── STUDY MATERIAL

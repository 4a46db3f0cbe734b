//! HTK feature file reader.
//!
//! File layout (all fields big-endian):
//!
//! ```text
//! [4B sample_count] [4B sample_period] [2B sample_size] [2B parm_kind]
//! If parm_kind has _C and the base kind is not IREFC:
//!   [veclen x 4B f32 scale A] [veclen x 4B f32 bias B]
//! sample_count frames of sample_size bytes:
//!   _C set:   veclen x 2B i16, value = (raw + B) / A
//!   _C unset: veclen x 4B f32
//! If parm_kind has _K: an optional trailing checksum element
//! ```

use std::fmt;
use std::fs::File;
use std::io::{BufReader, ErrorKind, Read, Seek, SeekFrom};
use std::path::Path;
use std::time::Duration;

use bytes::{Buf, BufMut};
use tracing::debug;

use crate::error::{Error, Result};

/// Size of the fixed header prologue.
pub const HEADER_SIZE: usize = 12;

/// Scale used for compressed IREFC data, which carries no scale/bias vectors.
pub const IREFC_SCALE: f32 = 32767.0;

/// Base parameter kind stored in the low 6 bits of `parm_kind`.
#[repr(u16)]
#[derive(Debug, Clone, Copy, PartialEq, Eq)]
pub enum BaseKind {
    Waveform = 0,
    Lpc = 1,
    LpRefc = 2,
    LpCepstra = 3,
    LpDelCep = 4,
    Irefc = 5,
    Mfcc = 6,
    Fbank = 7,
    MelSpec = 8,
    User = 9,
    Discrete = 10,
    Plp = 11,
}

impl BaseKind {
    pub fn from_code(code: u16) -> Option<Self> {
        Some(match code {
            0 => BaseKind::Waveform,
            1 => BaseKind::Lpc,
            2 => BaseKind::LpRefc,
            3 => BaseKind::LpCepstra,
            4 => BaseKind::LpDelCep,
            5 => BaseKind::Irefc,
            6 => BaseKind::Mfcc,
            7 => BaseKind::Fbank,
            8 => BaseKind::MelSpec,
            9 => BaseKind::User,
            10 => BaseKind::Discrete,
            11 => BaseKind::Plp,
            _ => return None,
        })
    }

    pub fn name(self) -> &'static str {
        match self {
            BaseKind::Waveform => "WAVEFORM",
            BaseKind::Lpc => "LPC",
            BaseKind::LpRefc => "LPREFC",
            BaseKind::LpCepstra => "LPCEPSTRA",
            BaseKind::LpDelCep => "LPDELCEP",
            BaseKind::Irefc => "IREFC",
            BaseKind::Mfcc => "MFCC",
            BaseKind::Fbank => "FBANK",
            BaseKind::MelSpec => "MELSPEC",
            BaseKind::User => "USER",
            BaseKind::Discrete => "DISCRETE",
            BaseKind::Plp => "PLP",
        }
    }
}

/// The `parm_kind` header field: a base kind plus qualifier flags.
#[derive(Clone, Copy, PartialEq, Eq, Default)]
pub struct ParmKind(u16);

────

EXERCISE INSTRUCTIONS:
Write every entry out again exactly.

OUTPUT BELOW:
repository 4a46db3f0cbe734b
//! HTK feature file reader.
//!
//! File layout (all fields big-endian):
//!
//! ```text
//! [4B sample_count] [4B sample_period] [2B sample_size] [2B parm_kind]
//! If parm_kind has _C and the base kind is not IREFC:
//!   [veclen x 4B f32 scale A] [veclen x 4B f32 bias B]
//! sample_count frames of sample_size bytes:
//!   _C set:   veclen x 2B i16, value = (raw + B) / A
//!   _C unset: veclen x 4B f32
//! If parm_kind has _K: an optional trailing checksum element
//! ```

use std::fmt;
use std::fs::File;
use std::io::{BufReader, ErrorKind, Read, Seek, SeekFrom};
use std::path::Path;
use std::time::Duration;

use bytes::{Buf, BufMut};
use tracing::debug;

use crate::error::{Error, Result};

/// Size of the fixed header prologue.
pub const HEADER_SIZE: usize = 12;

/// Scale used for compressed IREFC data, which carries no scale/bias vectors.
pub const IREFC_SCALE: f32 = 32767.0;

/// Base parameter kind stored in the low 6 bits of `parm_kind`.
#[repr(u16)]
#[derive(Debug, Clone, Copy, PartialEq, Eq)]
pub enum BaseKind {
    Waveform = 0,
    Lpc = 1,
    LpRefc = 2,
    LpCepstra = 3,
    LpDelCep = 4,
    Irefc = 5,
    Mfcc = 6,
    Fbank = 7,
    MelSpec = 8,
    User = 9,
    Discrete = 10,
    Plp = 11,
}

impl BaseKind {
    pub fn from_code(code: u16) -> Option<Self> {
        Some(match code {
            0 => BaseKind::Waveform,
            1 => BaseKind::Lpc,
            2 => BaseKind::LpRefc,
            3 => BaseKind::LpCepstra,
            4 => BaseKind::LpDelCep,
            5 => BaseKind::Irefc,
            6 => BaseKind::Mfcc,
            7 => BaseKind::Fbank,
            8 => BaseKind::MelSpec,
            9 => BaseKind::User,
            10 => BaseKind::Discrete,
            11 => BaseKind::Plp,
            _ => return None,
        })
    }

    pub fn name(self) -> &'static str {
        match self {
            BaseKind::Waveform => "WAVEFORM",
            BaseKind::Lpc => "LPC",
            BaseKind::LpRefc => "LPREFC",
            BaseKind::LpCepstra => "LPCEPSTRA",
            BaseKind::LpDelCep => "LPDELCEP",
            BaseKind::Irefc => "IREFC",
            BaseKind::Mfcc => "MFCC",
            BaseKind::Fbank => "FBANK",
            BaseKind::MelSpec => "MELSPEC",
            BaseKind::User => "USER",
            BaseKind::Discrete => "DISCRETE",
            BaseKind::Plp => "PLP",
        }
    }
}

/// The `parm_kind` header field: a base kind plus qualifier flags.
#[derive(Clone, Copy, PartialEq, Eq, Default)]
pub struct ParmKind(u16);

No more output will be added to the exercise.